In this paper the Weibull function was used to model the probability of dropout in each of the time periods. This is a very flexible function, as it allows for constant, increasing or decreasing hazard over time. Of course, there exist many other survival functions, and it would even be possible to let the researcher specify the hazard probability in each of the time periods. However, this is outside the scope of this paper. Furthermore, the probability of dropout was assumed to depend on treatment condition and time elapsed since the start of the study. There may be other factors that influence dropout, for instance the number of days per week in which measurements are taken or the number of subjects who have to be measured per day. It would be interesting to explore more complicated survival and hazard functions in future research.

This paper is restricted to a repeated cross-sectional design, meaning that each subject is measured only once. Higher efficiency is achieved by using a cohort design. For such a design, the statistical model needs to be extended to accommodate repeated measures within subjects. Sample size calculations for such a model are given in Hooper, Teerenstra, De Hoop, and Eldridge (2016), but that study is restricted to a compound symmetry structure and does not take missing data into account. Future research should focus on exponential decay at both the cluster and subject level. It is also possible to include multiple cohorts, and this may be done in a serial or parallel manner. In the first case, cohorts are observed one after the other, while measurements across multiple days are taken within each cohort. In the second case, subjects are measured on a fixed day of the week during the course of multiple weeks. Furthermore, it is also possible to implement a combination of a cohort and repeated cross-sectional design.

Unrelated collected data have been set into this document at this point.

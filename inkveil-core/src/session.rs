use std::collections::{BTreeMap, HashMap};
use std::path::{Path, PathBuf};
use std::sync::Arc;
use std::time::{Duration, Instant};

use anyhow::Result;
use chrono::{DateTime, Utc};
use serde::{Deserialize, Serialize};
use tracing::{debug, warn};

use crate::store::{get_json, set_json, KeyValueStore};
use crate::{Document, DocumentFormat, DocumentId, DocumentMetadata};

pub const CURRENT_DOCUMENT_KEY: &str = "current_document";
pub const HISTORY_KEY: &str = "history";
const COMPLETED_PERCENTAGE: f64 = 99.0;

fn session_key(document_id: DocumentId) -> String {
    format!("session.{document_id}")
}

/// Path comparison key: separators unified to `/`.
pub fn normalize_path(path: &str) -> String {
    path.replace('\\', "/")
}

#[derive(Debug, Clone, PartialEq, Serialize, Deserialize)]
pub struct Session {
    pub document_id: DocumentId,
    pub position: usize,
    pub percentage: f64,
    pub last_accessed_at: DateTime<Utc>,
    #[serde(default)]
    pub marks: BTreeMap<char, Mark>,
}

/// A named spot in a document, recalled by its key.
#[derive(Debug, Clone, PartialEq, Serialize, Deserialize)]
pub struct Mark {
    pub position: usize,
    #[serde(default, skip_serializing_if = "Option::is_none")]
    pub label: Option<String>,
    pub created_at: DateTime<Utc>,
    pub updated_at: DateTime<Utc>,
}

impl Session {
    pub fn new(document_id: DocumentId, position: usize, total_length: usize) -> Self {
        Self {
            document_id,
            position,
            percentage: percentage(position, total_length),
            last_accessed_at: Utc::now(),
            marks: BTreeMap::new(),
        }
    }
}

fn percentage(position: usize, total_length: usize) -> f64 {
    if total_length == 0 {
        return 0.0;
    }
    position as f64 / total_length as f64 * 100.0
}

#[derive(Debug, Clone, PartialEq, Serialize, Deserialize)]
pub struct HistoryEntry {
    pub document_id: DocumentId,
    pub title: String,
    pub format: DocumentFormat,
    pub file_size: u64,
    pub total_length: usize,
    pub file_path: Option<String>,
    pub progress: Session,
    pub created_at: DateTime<Utc>,
    pub last_accessed_at: DateTime<Utc>,
    pub is_completed: bool,
    #[serde(default, skip_serializing_if = "Option::is_none")]
    pub cached_content: Option<String>,
}

impl HistoryEntry {
    pub fn metadata(&self) -> DocumentMetadata {
        DocumentMetadata {
            title: self.title.clone(),
            format: self.format,
            file_size: self.file_size,
        }
    }

    fn matches_path(&self, normalized: &str) -> bool {
        self.file_path
            .as_deref()
            .is_some_and(|path| normalize_path(path) == normalized)
    }
}

/// The document that was open when the process last ran.
#[derive(Debug, Clone, PartialEq, Serialize, Deserialize)]
pub struct CurrentDocument {
    pub id: DocumentId,
    pub content: String,
    pub metadata: DocumentMetadata,
    pub file_path: Option<PathBuf>,
}

impl CurrentDocument {
    pub fn from_document(document: &Document, file_path: Option<&Path>) -> Self {
        Self {
            id: document.id(),
            content: document.content().to_string(),
            metadata: document.metadata().clone(),
            file_path: file_path.map(Path::to_path_buf),
        }
    }
}

#[derive(Debug, Clone, PartialEq, Eq, Serialize, Deserialize)]
#[serde(default)]
pub struct HistoryConfig {
    pub max_items: usize,
    pub retention_days: u32,
    pub auto_cleanup: bool,
    /// Keep a copy of the content even when the file can be re-read.
    pub cache_content: bool,
}

impl Default for HistoryConfig {
    fn default() -> Self {
        Self {
            max_items: 50,
            retention_days: 30,
            auto_cleanup: true,
            cache_content: false,
        }
    }
}

#[derive(Debug, Clone, Copy, PartialEq, Eq, Default)]
pub enum HistorySort {
    #[default]
    LastAccessed,
    Title,
    Progress,
    CreatedAt,
}

pub struct SessionStore {
    kv: Arc<dyn KeyValueStore>,
    config: HistoryConfig,
    history: Vec<HistoryEntry>,
    sessions: HashMap<DocumentId, Session>,
    persisted_positions: HashMap<DocumentId, usize>,
}
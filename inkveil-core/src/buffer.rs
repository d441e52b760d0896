//! The visible editable surface.
//!
//! Every reveal is an append at the end of the buffer, never a positional
//! insert, so the buffer always mirrors `content[..position]` without any
//! separate cursor bookkeeping. Callers relocate the cursor to the end after
//! each mutation.

pub trait EditorBuffer: Send {
    fn text(&self) -> &str;

    /// Length in `char`s.
    fn char_len(&self) -> usize {
        self.text().chars().count()
    }

    fn append(&mut self, text: &str);

    /// Removes the final character, if any.
    fn pop_char(&mut self) -> Option<char>;

    fn replace_all(&mut self, text: &str);

    fn clear(&mut self) {
        self.replace_all("");
    }

    fn force_cursor_to_end(&mut self);

    /// Cursor as a `char` offset.
    fn cursor(&self) -> usize;
}

/// Removes the last occurrence of `needle`. Returns `false` (and leaves the
/// buffer untouched) when it cannot be found.
pub fn remove_last_occurrence(buffer: &mut dyn EditorBuffer, needle: &str) -> bool {
    if needle.is_empty() {
        return false;
    }
    let Some(offset) = buffer.text().rfind(needle) else {
        return false;
    };
    let current = buffer.text();
    let mut next = String::with_capacity(current.len() - needle.len());
    next.push_str(&current[..offset]);
    next.push_str(&current[offset + needle.len()..]);
    buffer.replace_all(&next);
    true
}

/// Headless buffer used by tests and non-interactive hosts.
#[derive(Debug, Clone, Default, PartialEq, Eq)]
pub struct MemoryBuffer {
    text: String,
    char_len: usize,
    cursor: usize,
}

impl MemoryBuffer {
    pub fn new() -> Self {
        Self::default()
    }

    pub fn with_text(text: &str) -> Self {
        let mut buffer = Self::new();
        buffer.replace_all(text);
        buffer.force_cursor_to_end();
        buffer
    }

    /// Moves the cursor as a user click would; clamped to the text.
    pub fn set_cursor(&mut self, cursor: usize) {
        self.cursor = cursor.min(self.char_len);
    }
}

impl EditorBuffer for MemoryBuffer {
    fn text(&self) -> &str {
        &self.text
    }

    fn char_len(&self) -> usize {
        self.char_len
    }

    fn append(&mut self, text: &str) {
        self.text.push_str(text);
        self.char_len += text.chars().count();
    }

    fn pop_char(&mut self) -> Option<char> {
        let popped = self.text.pop()?;
        self.char_len -= 1;
        self.cursor = self.cursor.min(self.char_len);
        Some(popped)
    }

    fn replace_all(&mut self, text: &str) {
        self.text.clear();
        self.text.push_str(text);
        self.char_len = text.chars().count();
        self.cursor = self.cursor.min(self.char_len);
    }

    fn force_cursor_to_end(&mut self) {
        self.cursor = self.char_len;
    }

    fn cursor(&self) -> usize {
        self.cursor
    }
}
use std::sync::Arc;

use axum::{
    extract::FromRequestParts,
    http::{HeaderMap, header::AUTHORIZATION, request::Parts},
};
use chrono::{DateTime, Duration, Utc};
use dashmap::DashMap;
use serde::Serialize;
use sha2::{Digest, Sha256};
use tracing::{info, warn};
use uuid::Uuid;

use crate::{config::AuthConfig, db::users, error::AppError, state::State};

#[derive(Debug, Clone, Serialize)]
pub struct AuthUser {
    pub user_id: Uuid,
    pub email: String,
}

#[derive(Debug, Serialize)]
pub struct IssuedSession {
    pub token: String,
    pub expires_at: DateTime<Utc>,
    pub user: AuthUser,
}

struct CachedLogin {
    user: AuthUser,
    expires_at: DateTime<Utc>,
}

/// Tokens already resolved against `auth_sessions`, keyed by digest, so
/// authenticated requests keep working while the database is unreachable.
#[derive(Default)]
pub struct LoginCache {
    entries: DashMap<String, CachedLogin>,
}

impl LoginCache {
    pub fn insert(&self, digest: String, user: AuthUser, expires_at: DateTime<Utc>) {
        self.entries.insert(digest, CachedLogin { user, expires_at });
    }

    pub fn get(&self, digest: &str, now: DateTime<Utc>) -> Option<AuthUser> {
        let entry = self.entries.get(digest)?;
        if entry.expires_at > now {
            return Some(entry.user.clone());
        }
        drop(entry);

        self.entries.remove(digest);
        None
    }

    pub fn remove(&self, digest: &str) {
        self.entries.remove(digest);
    }
}

/// Validates a login attempt and returns the normalized email.
pub fn check_credentials(config: &AuthConfig, email: &str, password: &str) -> Result<String, AppError> {
    let email = email.trim().to_lowercase();

    let domain_ok = email
        .rsplit_once('@')
        .map(|(local, domain)| !local.is_empty() && domain == config.email_domain)
        .unwrap_or(false);
    if !domain_ok {
        return Err(AppError::Forbidden("email domain not allowed".to_string()));
    }

    if email != config.email || !same_digest(password, &config.password) {
        return Err(AppError::Unauthorized);
    }

    Ok(email)
}

/// Compares SHA-256 digests without short-circuiting on the first differing byte.
fn same_digest(given: &str, expected: &str) -> bool {
    let given = Sha256::digest(given.as_bytes());
    let expected = Sha256::digest(expected.as_bytes());

    given
        .iter()
        .zip(expected.iter())
        .fold(0u8, |diff, (a, b)| diff | (a ^ b))
        == 0
}

pub fn hash_token(token: &str) -> String {
    hex::encode(Sha256::digest(token.as_bytes()))
}

pub fn generate_token() -> String {
    format!("{}{}", Uuid::new_v4().simple(), Uuid::new_v4().simple())
}

pub fn bearer_token(headers: &HeaderMap) -> Option<&str> {
    headers
        .get(AUTHORIZATION)?
        .to_str()
        .ok()?
        .strip_prefix("Bearer ")
        .map(str::trim)
        .filter(|token| !token.is_empty())
}

pub async fn login(state: &State, email: &str, password: &str) -> Result<IssuedSession, AppError> {
    let email = check_credentials(&state.config.auth, email, password).map_err(|e| {
        warn!("Rejected login: {e}");
        e
    })?;

    let user = users::upsert_user(&state.pool, &email).await?;
    let token = generate_token();
    let expires_at = Utc::now() + Duration::hours(state.config.auth.session_hours);
    let digest = hash_token(&token);
    users::insert_auth_session(&state.pool, &digest, user.id, expires_at).await?;

    let user = AuthUser {
        user_id: user.id,
        email: user.email,
    };
    state.logins.insert(digest, user.clone(), expires_at);

    info!(user_id = %user.user_id, "User logged in");
    Ok(IssuedSession {
        token,
        expires_at,
        user,
    })
}

pub async fn logout(state: &State, token: &str) -> Result<(), AppError> {
    let digest = hash_token(token);
    state.logins.remove(&digest);
    users::delete_auth_session(&state.pool, &digest).await?;
    Ok(())
}

impl FromRequestParts<Arc<State>> for AuthUser {
    type Rejection = AppError;

    async fn from_request_parts(
        parts: &mut Parts,
        state: &Arc<State>,
    ) -> Result<Self, Self::Rejection> {
        let token = bearer_token(&parts.headers).ok_or(AppError::Unauthorized)?;
        let digest = hash_token(token);
        if let Some(user) = state.logins.get(&digest, Utc::now()) {
            return Ok(user);
        }

        let (user, expires_at) = users::find_session_user(&state.pool, &digest)
            .await?
            .ok_or(AppError::Unauthorized)?;

        let user = AuthUser {
            user_id: user.id,
            email: user.email,
        };
        state.logins.insert(digest, user.clone(), expires_at);
        Ok(user)
    }
}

The focus of this paper is on a parallel-arm design, meaning that all subjects within the same cluster receive the same treatment. Such a design is often chosen if there is a risk of contamination of the control condition (Moerbeek, 2005). Such contamination is likely to occur in trials where the cluster is a therapist. Although in theory it would be possible to let each therapist offer the intervention and control, in practice it would be difficult for therapists not to let clients in the control condition benefit from the intervention. The parallel-arm design may also be preferred for financial or practical reasons. In the example in the previous section, it would not be cost-effective to redesign the waiting area during the course of the trial in all dental practices. If such objections do not exist, a design in which clusters are exposed to both treatment conditions may be chosen to increase efficiency. With a crossover trial, clusters cross back and forth between the control and intervention conditions. In the example in the previous section, this might have been possible if the trial evaluated the effect of music or aromatherapy. The effect of dropout in a two-period crossover cluster randomized trial has been studied previously (Moerbeek, 2020), and an extension should be made to designs with more than one crossover. Another type of trial in which all clusters receive both treatment conditions is the stepped-wedge design. Here all clusters start in the control, and there is a sequential rollout of the intervention across all clusters. Kasza and Forbes (2019) studied the information content in each of the cluster-periods and found that the most information-rich are those cluster-periods that occur immediately before and after the switches. It would also be interesting to study the effect of dropout in stepped-wedge cluster randomized trials.

In summary, this paper presents new results concerning the effect of dropout on planned missing data design efficiency in repeated cross-sectional multi-period two-arm parallel cluster randomized trials. The Shiny app enables researchers to evaluate their design with respect to power and to compare its efficiency with competing designs.